D’après une étude de la fondation Pro Juventute, le temps que les enfants passent à l’extérieur a considérablement diminué au fil des décennies. De trois à quatre heures par jour dans les années 1960, on est passé en 2021 à 47 minutes en moyenne, dont 29 minutes de manière autonome. Ces chiffres éloquents illustrent la disparition progressive des enfants de l’espace public, et la diminution des sorties autonomes (sans parent ni nounou), particulièrement remarquables dans les grandes villes. De la même manière, les aires de jeux ont connu un abandon progressif. Depuis les années 90, l’augmentation des normes de sécurité, motivée par la peur des accidents et des poursuites judiciaires, les a transformées en espaces standardisés et monotones pour les plus jeunes. Dans son livre « La Ville récréative », Thierry Paquot, philosophe, soutient que les enfants bénéficieraient davantage de terrains d’aventures tels que les “junk playgrounds” ou les “playscapes” que l’on retrouve ailleurs en Europe, afin de les confronter au risque. Les travaux de la psychologue norvégienne Ellen Sandseter soulignent en effet que l’aversion au risque – pas trop haut, pas trop vite – fait qu’en grandissant, les enfants deviennent phobiques et peu entreprenants. La sécurisation excessive des aires de jeux commence-t-elle à être levée ? À quoi ressemble un terrain de jeu permissif ?

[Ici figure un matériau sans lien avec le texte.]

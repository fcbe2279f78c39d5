use std::time::Duration;

use crate::actions::ConfigUpdate;
use crate::constants::{
    DEFAULT_DOUBLE_CLICK_INTERVAL, INPUT_POLL_INTERVAL, LONG_OPERATION_BYTES, MIN_TERM_HEIGHT,
    MIN_TERM_WIDTH,
};
use crate::error::DesktopError;

#[derive(Debug, Clone, Copy, PartialEq, Eq)]
pub struct TermSize {
    pub width: u16,
    pub height: u16,
}

impl TermSize {
    pub fn new(width: u16, height: u16) -> Self {
        Self { width, height }
    }
}

/// Runtime knobs for the desktop. Built from CLI flags by the binary; the
/// defaults match the hand-tuned values the desktop has always shipped with.
#[derive(Debug, Clone)]
pub struct DesktopConfig {
    pub double_click_interval: Duration,
    pub long_operation_bytes: u64,
    pub poll_interval: Duration,
    pub min_terminal: TermSize,
    pub ascii_icons: bool,
    pub show_hidden: bool,
    pub system_clipboard: bool,
}

impl Default for DesktopConfig {
    fn default() -> Self {
        Self {
            double_click_interval: DEFAULT_DOUBLE_CLICK_INTERVAL,
            long_operation_bytes: LONG_OPERATION_BYTES,
            poll_interval: INPUT_POLL_INTERVAL,
            min_terminal: TermSize::new(MIN_TERM_WIDTH, MIN_TERM_HEIGHT),
            ascii_icons: false,
            show_hidden: false,
            system_clipboard: true,
        }
    }
}

impl DesktopConfig {
    /// Reject terminals too small to host the menu bar, taskbar, status bar
    /// and a minimum-size window.
    pub fn check_terminal(&self, size: TermSize) -> Result<(), DesktopError> {
        if size.width < self.min_terminal.width || size.height < self.min_terminal.height {
            return Err(DesktopError::TerminalTooSmall {
                width: size.width,
                height: size.height,
                min_width: self.min_terminal.width,
                min_height: self.min_terminal.height,
            });
        }
        Ok(())
    }

    pub fn apply(&mut self, update: &ConfigUpdate) {
        if let Some(show_hidden) = update.show_hidden {
            self.show_hidden = show_hidden;
        }
        if let Some(ascii) = update.ascii_icons {
            self.ascii_icons = ascii;
        }
        if let Some(interval) = update.double_click_interval {
            self.double_click_interval = interval;
        }
    }
}

#[cfg(test)]
mod tests {
    use super::*;

    #[test]
    fn minimum_terminal_is_accepted() {
        let cfg = DesktopConfig::default();
        assert!(cfg.check_terminal(TermSize::new(80, 24)).is_ok());
        assert!(cfg.check_terminal(TermSize::new(79, 24)).is_err());
        assert!(cfg.check_terminal(TermSize::new(80, 23)).is_err());
    }

    #[test]
    fn apply_only_touches_set_fields() {
        let mut cfg = DesktopConfig::default();
        cfg.apply(&ConfigUpdate {
            show_hidden: Some(true),
            ..ConfigUpdate::default()
        });
        assert!(cfg.show_hidden);
        assert!(!cfg.ascii_icons);
        assert_eq!(cfg.double_click_interval, DEFAULT_DOUBLE_CLICK_INTERVAL);
    }
}
use crossterm::event::{
    Event, KeyCode, KeyEvent, KeyModifiers, MouseButton, MouseEvent, MouseEventKind,
};
use ratatui::layout::Rect;

use retrodesk::Desktop;
use retrodesk::actions::{ActionResult, ActionType};
use retrodesk::apps::NoteWindow;
use retrodesk::components::Dialog;
use retrodesk::config::{DesktopConfig, TermSize};
use retrodesk::drivers::OutputDriver;
use retrodesk::drivers::headless::HeadlessOutputDriver;
use retrodesk::drivers::scripted::ScriptedInputDriver;

fn desktop(width: u16, height: u16) -> Desktop {
    let config = DesktopConfig {
        system_clipboard: false,
        ..DesktopConfig::default()
    };
    Desktop::new(config, TermSize::new(width, height)).unwrap()
}

fn key(code: KeyCode) -> KeyEvent {
    KeyEvent::new(code, KeyModifiers::NONE)
}

fn press(desk: &mut Desktop, column: u16, row: u16) {
    desk.handle_event(Event::Mouse(MouseEvent {
        kind: MouseEventKind::Down(MouseButton::Left),
        column,
        row,
        modifiers: KeyModifiers::NONE,
    }));
}

#[test]
fn icon_single_click_selects_and_double_click_activates() {
    let mut desk = desktop(100, 30);
    let about = (0..desk.icons().len())
        .find(|i| desk.icons().get(*i).is_some_and(|icon| icon.label == "About"))
        .unwrap();
    let bounds = desk.icons().bounds(about, 30).unwrap();

    press(&mut desk, bounds.x, bounds.y);
    assert_eq!(desk.icons().selected(), Some(about));
    assert!(desk.dialog().is_none());

    press(&mut desk, bounds.x, bounds.y);
    assert!(desk.dialog().is_some_and(|d| d.title().starts_with("About")));

    desk.handle_key(&key(KeyCode::Enter));
    assert!(desk.dialog().is_none());
    // empty desktop deselects
    press(&mut desk, 90, 20);
    assert_eq!(desk.icons().selected(), None);
}

#[test]
fn global_menu_keyboard_skips_separators() {
    let mut desk = desktop(100, 30);
    desk.handle_key(&key(KeyCode::F(10)));
    assert!(desk.menu().is_active());
    assert_eq!(desk.menu().selected_item(), 0);
    // wrap from the first item to "Exit", then hop over the separator
    desk.handle_key(&key(KeyCode::Up));
    let exit = desk.menu().selected_item();
    assert!(desk.menu().menus()[0].items[exit].label.starts_with("Exit"));
    desk.handle_key(&key(KeyCode::Up));
    let logs = desk.menu().selected_item();
    assert_eq!(desk.menu().menus()[0].items[logs].label, "Log Viewer");
    desk.handle_key(&key(KeyCode::Enter));
    assert!(!desk.menu().is_active());
    assert_eq!(desk.windows().len(), 1);
    assert_eq!(desk.windows().iter().next().unwrap().title(), "Log Viewer");
}

#[test]
fn menu_bar_click_opens_and_item_click_executes() {
    let mut desk = desktop(100, 30);
    // "File" is the first name on row 0
    press(&mut desk, 2, 0);
    assert!(desk.menu().is_active());
    let first = desk.menu().menus()[0].items[0].label.clone();
    assert_eq!(first, "New Window");
    let dropdown = desk
        .menu()
        .dropdown_rect(retrodesk::components::MenuAnchor::global(100))
        .unwrap();
    // first item row sits below the dropdown's top border
    press(&mut desk, dropdown.x + 2, dropdown.y + 1);
    assert!(!desk.menu().is_active());
    assert_eq!(desk.windows().len(), 1);
}

#[test]
fn dialog_is_modal_and_escape_skips_callback() {
    let mut desk = desktop(100, 30);
    let id = desk.open_window("n", Rect::new(10, 5, 40, 12), Box::new(NoteWindow::new()));
    let dialog = Dialog::new("Confirm", "Really?", &["Delete", "Cancel"], 40).with_callback(
        |_desk, _value| Some(ActionResult::error("callback ran")),
    );
    desk.open_dialog(dialog);

    // clicks and keys do not reach the window underneath
    press(&mut desk, 15, 8);
    desk.handle_key(&key(KeyCode::Char('x')));
    assert!(desk.dialog().is_some_and(|d| d.title() == "Confirm"));
    assert_eq!(desk.windows().active_id(), Some(id));

    desk.handle_key(&key(KeyCode::Esc));
    assert!(desk.dialog().is_none());
}

#[test]
fn accepting_dialog_dispatches_callback_result() {
    let mut desk = desktop(100, 30);
    let dialog = Dialog::new("Confirm", "Really?", &["OK", "Cancel"], 40)
        .with_callback(|_desk, _value| Some(ActionResult::error("callback ran")));
    desk.open_dialog(dialog);
    desk.handle_key(&key(KeyCode::Enter));
    let error = desk.dialog().unwrap();
    assert_eq!(error.title(), "Error");
    assert!(error.lines().iter().any(|l| l.contains("callback ran")));
}

#[test]
fn unregistered_action_type_is_dropped() {
    let mut desk = desktop(100, 30);
    desk.dispatcher_mut().unregister(ActionType::Error);
    desk.dispatch(ActionResult::error("nobody listens"), None);
    assert!(desk.dialog().is_none());
}

#[test]
fn input_dialog_feeds_document_save() {
    let dir = tempfile::tempdir().unwrap();
    let target = dir.path().join("saved.txt");
    let mut desk = desktop(100, 30);
    desk.open_window("n", Rect::new(10, 5, 40, 12), Box::new(NoteWindow::new()));
    desk.handle_paste("hello");
    desk.handle_key(&KeyEvent::new(KeyCode::Char('s'), KeyModifiers::CONTROL));
    assert!(desk.dialog().is_some_and(|d| d.title() == "Save As"));
    desk.handle_paste(target.to_str().unwrap());
    desk.handle_key(&key(KeyCode::Enter));
    assert!(desk.dialog().is_none());
    assert_eq!(std::fs::read_to_string(&target).unwrap(), "hello");
}

#[test]
fn exit_confirmation_stops_the_loop() {
    let mut desk = desktop(80, 24);
    desk.open_window("n", Rect::new(10, 5, 40, 12), Box::new(NoteWindow::new()));
    let input = ScriptedInputDriver::new([
        Event::Key(KeyEvent::new(KeyCode::Char('q'), KeyModifiers::CONTROL)),
        Event::Key(key(KeyCode::Enter)),
    ]);
    let mut output = HeadlessOutputDriver::new(80, 24).unwrap();
    desk.run(input, &mut output).unwrap();
    assert!(!desk.is_running());
    assert_eq!(output.frames(), 2);
    assert!(desk.windows().is_empty());
}

#[test]
fn declining_exit_keeps_running() {
    let mut desk = desktop(80, 24);
    desk.handle_key(&KeyEvent::new(KeyCode::Char('q'), KeyModifiers::CONTROL));
    desk.handle_key(&key(KeyCode::Right));
    desk.handle_key(&key(KeyCode::Enter));
    assert!(desk.dialog().is_none());
    assert!(desk.is_running());
}

#[test]
fn frame_shows_chrome_and_windows() {
    let mut desk = desktop(80, 24);
    desk.open_window("Scratch", Rect::new(10, 4, 40, 12), Box::new(NoteWindow::new()));
    desk.tick();
    let mut output = HeadlessOutputDriver::new(80, 24).unwrap();
    output.draw(|mut frame| desk.render(&mut frame)).unwrap();

    let menu_row = output.row_text(0);
    assert!(menu_row.contains("File"));
    assert!(menu_row.contains("Help"));
    assert!(output.row_text(4).contains("Scratch"));
    assert!(output.row_text(23).contains("RetroDesk"));
    assert!(output.row_text(23).contains("Windows: 1/1"));
}

#[test]
fn resize_keeps_windows_reachable() {
    let mut desk = desktop(120, 40);
    let id = desk.open_window("w", Rect::new(90, 25, 30, 10), Box::new(NoteWindow::new()));
    desk.handle_event(Event::Resize(80, 24));
    let rect = desk.windows().get(id).unwrap().rect();
    assert!(rect.x + rect.width <= 80);
    assert!(rect.y >= 1);
}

Des terrains de jeux toujours plus sécurisées avec le temps
Le “syndrôme du square aseptisé” comme le baptise un article du Monde est une situation qui touche particulièrement la France, bien que l’Hexagone ne soit pas le seul pays à y avoir succombé. Depuis les années 90, par souci de sécurité, on a retiré les bacs à sable, pas assez hygiéniques, abaissé les toboggans et remplacé le sol en bitume par du caoutchouc. Selon Kirsten Visser, géographe urbaine à l’Université d’Utrecht aux Pays-Bas, la réduction des risques est souvent au cœur de la politique municipale. Les aires de jeux sont entourées d’une clôture, les équipements ne sont pas autorisés à atteindre une trop grande hauteur et les branches les plus basses des arbres situés dans les squares sont coupées pour éviter que les enfants n’y grimpent.
En France, au début des années 90, la conception des aires de jeux a été profondément influencée par l’introduction de deux textes législatifs majeurs. Un premier décret vient énumérer et fixer “les exigences de sécurité relatives aux équipements d’aires collectives de jeux” présents sur le marché après le 1er janvier 1995. Un deuxième décret, s’adressant cette fois aux maîtres d’œuvre et aux gestionnaires, propose des prescriptions spécifiques en matière de prévention des risques : choix du site, aspect paysager, sols, implantation des mobiliers, entretien et maintenance. Cette évolution significative a entraîné la disparition de nombreuses aires de jeux existantes, principalement dans les petites et moyennes communes aux budgets limités, incapables de mettre aux normes des équipements devenus obsolètes. Une autre réponse marquée à ce nouveau cadre réglementaire s’est traduite par une tendance croissante à la standardisation. L’objectif était alors de réduire les risques en s’appuyant sur des produits ayant déjà fait leurs preuves.
Ces dernières années, des chercheurs internationaux ont revalorisé le risque, considérant qu’il était propice au développement cognitif, émotionnel et moteur des enfants. Un enfant qui prend des risques arriverait notamment à mieux évaluer et sentir où se trouvent les limites. Une étude dirigée par David Ball, professeur en gestion des risques à l’Université de Middlesex à Londres, souligne que l’utilisation de revêtements souples n’a pas entraîné une diminution significative des blessures à la tête, et a engendré une augmentation des fractures du bras. Cette tendance pourrait s’expliquer par le fait que les enfants, se sentant moins en danger de chute, sont moins prudents.